Liest man den Abschnitt zur inneren Sicherheit im Regierungsprogramm, dann beschleicht einen ein Gefühl von Déjà-vu. Mehr Kameras. Mehr Datenspeicherung. Zugriff auf verschlüsselte Kommunikation. Vorratsdaten. Alles Begriffe, die seit Jahren immer wieder auftauchen – und immer mit demselben Argument: Sicherheit. Das Problem ist nur, dass die Praxis längst gezeigt hat, wie trügerisch diese Versprechen sind. Solche Maßnahmen helfen kaum dabei, echte Gefahren zu verhindern – sie verlagern den Fokus von Prävention zu Überwachung. Das Signal dahinter: Vertrauen ist gut, aber Kontrolle ist besser. Die Konsequenz? Nicht nur Geflüchtete oder sogenannte „Risikogruppen“ werden erfasst – sondern wir alle. Die Schwelle, ab der man auffällig wird, sinkt. Wer sich politisch engagiert, demonstriert, öffentlich Kritik übt, kann schnell im Raster auftauchen. Und auch wenn es formal rechtsstaatlich bleibt: Das Gefühl, unter Beobachtung zu stehen, verändert das Verhalten. Man wird vorsichtiger. Vielleicht leiser.

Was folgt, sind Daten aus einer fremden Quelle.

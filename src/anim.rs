//!
//! Timed animations.
//!
//! The terminal has no animation engine, so this is a small one.
//! [AnimationControls] hold a value and can run a tween of that value
//! towards a target. Time is always passed in explicitly, nothing
//! here reads the clock. That's the job of the event loop, which calls
//! [advance](AnimationControls::advance) regularly.
//!
//! [start](AnimationControls::start) returns the instant when the
//! tween will be finished. Register a timer for that instant to
//! wait for the end of the animation.
//!

use ratatui::style::Color;
use std::time::{Duration, Instant};

/// Easing curves.
///
/// Same cubic-bezier curves as CSS.
#[derive(Debug, Default, Clone, Copy, PartialEq, Eq)]
pub enum Easing {
    /// Constant speed.
    Linear,
    /// Slow start. `cubic-bezier(0.42, 0, 1, 1)`
    EaseIn,
    /// Slow end. `cubic-bezier(0, 0, 0.58, 1)`
    #[default]
    EaseOut,
    /// Slow start and end. `cubic-bezier(0.42, 0, 0.58, 1)`
    EaseInOut,
}

impl Easing {
    /// Map the linear progress `t` in 0..=1 to the eased progress.
    pub fn ease(self, t: f32) -> f32 {
        let t = t.clamp(0.0, 1.0);
        match self {
            Easing::Linear => t,
            Easing::EaseIn => cubic_bezier((0.42, 0.0), (1.0, 1.0), t),
            Easing::EaseOut => cubic_bezier((0.0, 0.0), (0.58, 1.0), t),
            Easing::EaseInOut => cubic_bezier((0.42, 0.0), (0.58, 1.0), t),
        }
    }
}

fn bezier(p1: f32, p2: f32, s: f32) -> f32 {
    let u = 1.0 - s;
    3.0 * u * u * s * p1 + 3.0 * u * s * s * p2 + s * s * s
}

fn bezier_slope(p1: f32, p2: f32, s: f32) -> f32 {
    let u = 1.0 - s;
    3.0 * u * u * p1 + 6.0 * u * s * (p2 - p1) + 3.0 * s * s * (1.0 - p2)
}

/// Solve x(s) = t for s, then return y(s).
fn cubic_bezier(c1: (f32, f32), c2: (f32, f32), t: f32) -> f32 {
    const EPSILON: f32 = 1e-5;

    if t <= 0.0 {
        return 0.0;
    } else if t >= 1.0 {
        return 1.0;
    }

    // newton
    let mut s = t;
    for _ in 0..8 {
        let x = bezier(c1.0, c2.0, s) - t;
        if x.abs() < EPSILON {
            return bezier(c1.1, c2.1, s);
        }
        let d = bezier_slope(c1.0, c2.0, s);
        if d.abs() < 1e-6 {
            break;
        }
        s = (s - x / d).clamp(0.0, 1.0);
    }

    // bisection if newton didn't converge
    let mut lo = 0.0f32;
    let mut hi = 1.0f32;
    s = t;
    for _ in 0..32 {
        let x = bezier(c1.0, c2.0, s);
        if (x - t).abs() < EPSILON {
            break;
        }
        if x < t {
            lo = s;
        } else {
            hi = s;
        }
        s = (lo + hi) / 2.0;
    }
    bezier(c1.1, c2.1, s)
}

/// Values that can be animated.
pub trait Interpolate: Clone {
    /// Value between self (t=0) and other (t=1).
    fn interpolate(&self, other: &Self, t: f32) -> Self;
}

impl Interpolate for f32 {
    fn interpolate(&self, other: &Self, t: f32) -> Self {
        self + (other - self) * t
    }
}

impl Interpolate for Color {
    /// Rgb colors are mixed per channel. Anything else
    /// switches over at the halfway point.
    fn interpolate(&self, other: &Self, t: f32) -> Self {
        fn channel(a: u8, b: u8, t: f32) -> u8 {
            (a as f32 + (b as f32 - a as f32) * t)
                .round()
                .clamp(0.0, 255.0) as u8
        }

        match (self, other) {
            (Color::Rgb(r0, g0, b0), Color::Rgb(r1, g1, b1)) => Color::Rgb(
                channel(*r0, *r1, t),
                channel(*g0, *g1, t),
                channel(*b0, *b1, t),
            ),
            _ => {
                if t < 0.5 {
                    *self
                } else {
                    *other
                }
            }
        }
    }
}

/// Duration and curve of one animation.
#[derive(Debug, Default, Clone, Copy, PartialEq, Eq)]
pub struct Transition {
    pub duration: Duration,
    pub easing: Easing,
}

impl Transition {
    pub const fn new(duration: Duration, easing: Easing) -> Self {
        Self { duration, easing }
    }

    /// Jump to the target without animation.
    pub const fn instant() -> Self {
        Self {
            duration: Duration::ZERO,
            easing: Easing::Linear,
        }
    }
}

/// Named presets.
#[derive(Debug, Clone, Copy, PartialEq, Eq)]
pub enum Preset {
    Open,
    Closed,
}

/// Target value and transition for a preset.
#[derive(Debug, Clone, Copy, PartialEq)]
pub struct Variant<T> {
    pub value: T,
    pub transition: Transition,
}

/// The open and closed presets for one animated value.
#[derive(Debug, Clone, Copy, PartialEq)]
pub struct Variants<T> {
    pub open: Variant<T>,
    pub closed: Variant<T>,
}

impl<T> Variants<T> {
    pub fn get(&self, preset: Preset) -> &Variant<T> {
        match preset {
            Preset::Open => &self.open,
            Preset::Closed => &self.closed,
        }
    }
}

#[derive(Debug, Clone)]
struct Tween<T> {
    from: T,
    to: T,
    start: Instant,
    transition: Transition,
}

/// Holds an animated value.
#[derive(Debug, Clone)]
pub struct AnimationControls<T> {
    value: T,
    tween: Option<Tween<T>>,
}

impl<T: Default> Default for AnimationControls<T> {
    fn default() -> Self {
        Self {
            value: Default::default(),
            tween: None,
        }
    }
}

impl<T: Interpolate> AnimationControls<T> {
    pub fn new(value: T) -> Self {
        Self { value, tween: None }
    }

    /// Current value.
    #[inline]
    pub fn value(&self) -> &T {
        &self.value
    }

    /// Target of the running animation.
    pub fn target(&self) -> Option<&T> {
        self.tween.as_ref().map(|v| &v.to)
    }

    /// Is an animation running.
    #[inline]
    pub fn is_running(&self) -> bool {
        self.tween.is_some()
    }

    /// Jump to the value. Stops a running animation.
    pub fn set(&mut self, value: T) {
        self.tween = None;
        self.value = value;
    }

    /// Stop a running animation at the current value.
    pub fn stop(&mut self) {
        self.tween = None;
    }

    /// Animate from the current value to the target.
    /// A running animation is replaced and the new one starts
    /// where the old one is now.
    ///
    /// Returns the instant when the animation is finished.
    pub fn start(&mut self, target: T, transition: Transition, now: Instant) -> Instant {
        if transition.duration.is_zero() {
            self.set(target);
        } else {
            self.tween = Some(Tween {
                from: self.value.clone(),
                to: target,
                start: now,
                transition,
            });
        }
        now + transition.duration
    }

    /// Animate to a preset.
    pub fn start_variant(&mut self, variants: &Variants<T>, preset: Preset, now: Instant) -> Instant {
        let variant = variants.get(preset);
        self.start(variant.value.clone(), variant.transition, now)
    }

    /// Move the animation to the given time.
    /// Returns true if the value changed.
    pub fn advance(&mut self, now: Instant) -> bool {
        let Some(tween) = &self.tween else {
            return false;
        };

        let elapsed = now.saturating_duration_since(tween.start);
        let t = elapsed.as_secs_f32() / tween.transition.duration.as_secs_f32();
        if t >= 1.0 {
            self.value = tween.to.clone();
            self.tween = None;
        } else {
            let eased = tween.transition.easing.ease(t);
            self.value = tween.from.interpolate(&tween.to, eased);
        }
        true
    }
}
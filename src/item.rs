//!
//! Menu items and the selection sequence.
//!
//! An item is created once as a [DropdownItem] and handed over to the
//! [DropdownState](crate::dropdown::DropdownState). From then on it
//! lives as an [ItemState] with its own animation controls.
//!
//! Selecting an item runs these steps, each one waits for the
//! previous one to finish:
//!
//! * the event is consumed.
//! * the item colors animate to the neutral style.
//! * the item colors animate to the highlight style.
//! * a short pause.
//! * the menu fades out and the open flag is cleared.
//! * `on_select` is called.
//!

use crate::anim::{AnimationControls, Interpolate};
use crate::timer::TimerHandle;
use ratatui::style::{Color, Style};
use ratatui::text::Line;
use std::fmt::{Debug, Formatter};

/// Callback for a selected item.
pub type SelectFn = Box<dyn FnMut() + 'static>;

/// One entry of the dropdown.
pub struct DropdownItem {
    pub(crate) content: Line<'static>,
    pub(crate) on_select: Option<SelectFn>,
    pub(crate) disabled: bool,
}

impl Debug for DropdownItem {
    fn fmt(&self, f: &mut Formatter<'_>) -> std::fmt::Result {
        f.debug_struct("DropdownItem")
            .field("content", &self.content)
            .field("on_select", &self.on_select.is_some())
            .field("disabled", &self.disabled)
            .finish()
    }
}

impl DropdownItem {
    pub fn new(content: impl Into<Line<'static>>) -> Self {
        Self {
            content: content.into(),
            on_select: None,
            disabled: false,
        }
    }

    /// Called after the menu has closed.
    pub fn on_select(mut self, on_select: impl FnMut() + 'static) -> Self {
        self.on_select = Some(Box::new(on_select));
        self
    }

    /// Disabled items can't be highlighted or selected.
    pub fn disabled(mut self, disabled: bool) -> Self {
        self.disabled = disabled;
        self
    }

    /// Display width.
    pub fn width(&self) -> u16 {
        self.content.width() as u16
    }
}

/// Foreground and background of an item.
#[derive(Debug, Default, Clone, Copy, PartialEq, Eq)]
pub struct ItemColors {
    pub fg: Color,
    pub bg: Color,
}

impl ItemColors {
    pub const fn new(fg: Color, bg: Color) -> Self {
        Self { fg, bg }
    }

    /// Colors of the style, missing ones from the fallback.
    pub fn from_style(style: Style, fallback: ItemColors) -> Self {
        Self {
            fg: style.fg.unwrap_or(fallback.fg),
            bg: style.bg.unwrap_or(fallback.bg),
        }
    }

    /// Patch the colors onto a style.
    pub fn style(&self, style: Style) -> Style {
        style.fg(self.fg).bg(self.bg)
    }
}

impl Interpolate for ItemColors {
    fn interpolate(&self, other: &Self, t: f32) -> Self {
        Self {
            fg: self.fg.interpolate(&other.fg, t),
            bg: self.bg.interpolate(&other.bg, t),
        }
    }
}

/// Default surface: gray-700 on white.
pub(crate) const BASE_COLORS: ItemColors =
    ItemColors::new(Color::Rgb(0x37, 0x41, 0x51), Color::Rgb(0xff, 0xff, 0xff));
/// Default first flash step: black on white.
pub(crate) const NEUTRAL_COLORS: ItemColors =
    ItemColors::new(Color::Rgb(0x00, 0x00, 0x00), Color::Rgb(0xff, 0xff, 0xff));
/// Default highlight: white on sky-400.
pub(crate) const HIGHLIGHT_COLORS: ItemColors =
    ItemColors::new(Color::Rgb(0xff, 0xff, 0xff), Color::Rgb(0x38, 0xbd, 0xf8));

/// State of one item.
pub struct ItemState {
    pub content: Line<'static>,
    pub disabled: bool,
    pub(crate) on_select: Option<SelectFn>,
    /// Colors override while the selection flash runs.
    pub colors: Option<AnimationControls<ItemColors>>,
}

impl Debug for ItemState {
    fn fmt(&self, f: &mut Formatter<'_>) -> std::fmt::Result {
        f.debug_struct("ItemState")
            .field("content", &self.content)
            .field("disabled", &self.disabled)
            .field("on_select", &self.on_select.is_some())
            .field("colors", &self.colors)
            .finish()
    }
}

impl From<DropdownItem> for ItemState {
    fn from(value: DropdownItem) -> Self {
        Self {
            content: value.content,
            disabled: value.disabled,
            on_select: value.on_select,
            colors: None,
        }
    }
}

impl ItemState {
    /// Display width.
    pub fn width(&self) -> u16 {
        self.content.width() as u16
    }

    /// Has a callback.
    pub fn has_on_select(&self) -> bool {
        self.on_select.is_some()
    }

    /// Run the callback. Nothing happens if there is none.
    pub(crate) fn fire(&mut self) {
        if let Some(on_select) = self.on_select.as_mut() {
            on_select();
        }
    }

    /// Drop the flash colors.
    pub(crate) fn reset_colors(&mut self) {
        self.colors = None;
    }
}

/// Steps of the selection sequence.
#[derive(Debug, Clone, Copy, PartialEq, Eq)]
pub enum SelectionStep {
    /// Item animates to the neutral colors.
    Neutral,
    /// Item animates to the highlight colors.
    Highlight,
    /// Holding the highlight.
    Pause,
    /// Waiting for the menu to close.
    Closing,
}

/// A running selection sequence.
#[derive(Debug, Clone, Copy, PartialEq, Eq)]
pub(crate) struct Sequence {
    pub(crate) item: usize,
    pub(crate) step: SelectionStep,
    /// Timer for the end of the current step.
    /// None while waiting for the menu.
    pub(crate) timer: Option<TimerHandle>,
}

Die schwindende Unschuldsvermutung
Die klassische Unschuldsvermutung verliert in diesem Denken an Bedeutung. Wer auffällt, wird beobachtet. Wer protestiert, registriert. Wer sich nicht fügt, überwacht. Das ist kein Sicherheitsstaat mehr – das ist ein autoritärer Reflex, der sich demokratisch tarnt. Zivilgesellschaft? Ausgeblendet. Was auffällt – und vielleicht auch irritiert: Von zivilgesellschaftlichem Engagement ist im ganzen Programm kaum die Rede. Keine Spur von ehrenamtlicher Integrationsarbeit, von NGOs, die beraten, begleiten, übersetzen. Auch nicht von jenen Initiativen, die sich mit viel Energie gegen Rassismus und strukturelle Ausgrenzung stemmen. Man könnte fast meinen, sie existieren nicht – oder sie sollen in dieser politischen Erzählung lieber nicht vorkommen. Vielleicht ist das kein Zufall. Das Bild, das die Koalition hier zeichnet, ist eines von Ordnung und Steuerung. Es gibt die, die ankommen – und die, die entscheiden, ob das in Ordnung ist. Wer nicht ins Schema passt, wird reguliert. Wer sich einmischt, stört den Ablauf. Gerade im Asylbereich ist das mehr als ein Schönheitsfehler. In der Praxis sind es oft gerade die zivilen Initiativen, die Integration überhaupt möglich machen – nicht die Behörde, nicht die Datenbank. Ohne Sprachkurse in Nachbarschaftszentren, ohne freiwillige Rechtsberatung, ohne Menschen, die sich einfach kümmern, geht es schlicht nicht. Das müsste man wissen. Und wenn man es weiß, und es trotzdem weglässt – dann ist das ein Statement.
Autoritäres Fundament
Die große Erzählung dieses Regierungsprogramms lautet: Ordnung, Planung, Sicherheit. Aber unter dieser Oberfläche liegt ein anderes Bild: eines Staates, der kontrolliert, abschottet und soziale Rechte nur noch unter Vorbehalt gewährt. Der Begriff Menschenwürde kommt nicht vor. Und das ist bezeichnend. Was fehlt, ist ein Verständnis von Gesellschaft, das Vielfalt nicht als Risiko begreift, sondern als Realität. Was fehlt, ist eine Vorstellung davon, wie Freiheit, Schutz und Teilhabe für alle möglich werden – unabhängig von Pass, Herkunft oder Status. Und was fehlt, ist der Mut, Grundrechte nicht nur zu verwalten, sondern zu verteidigen.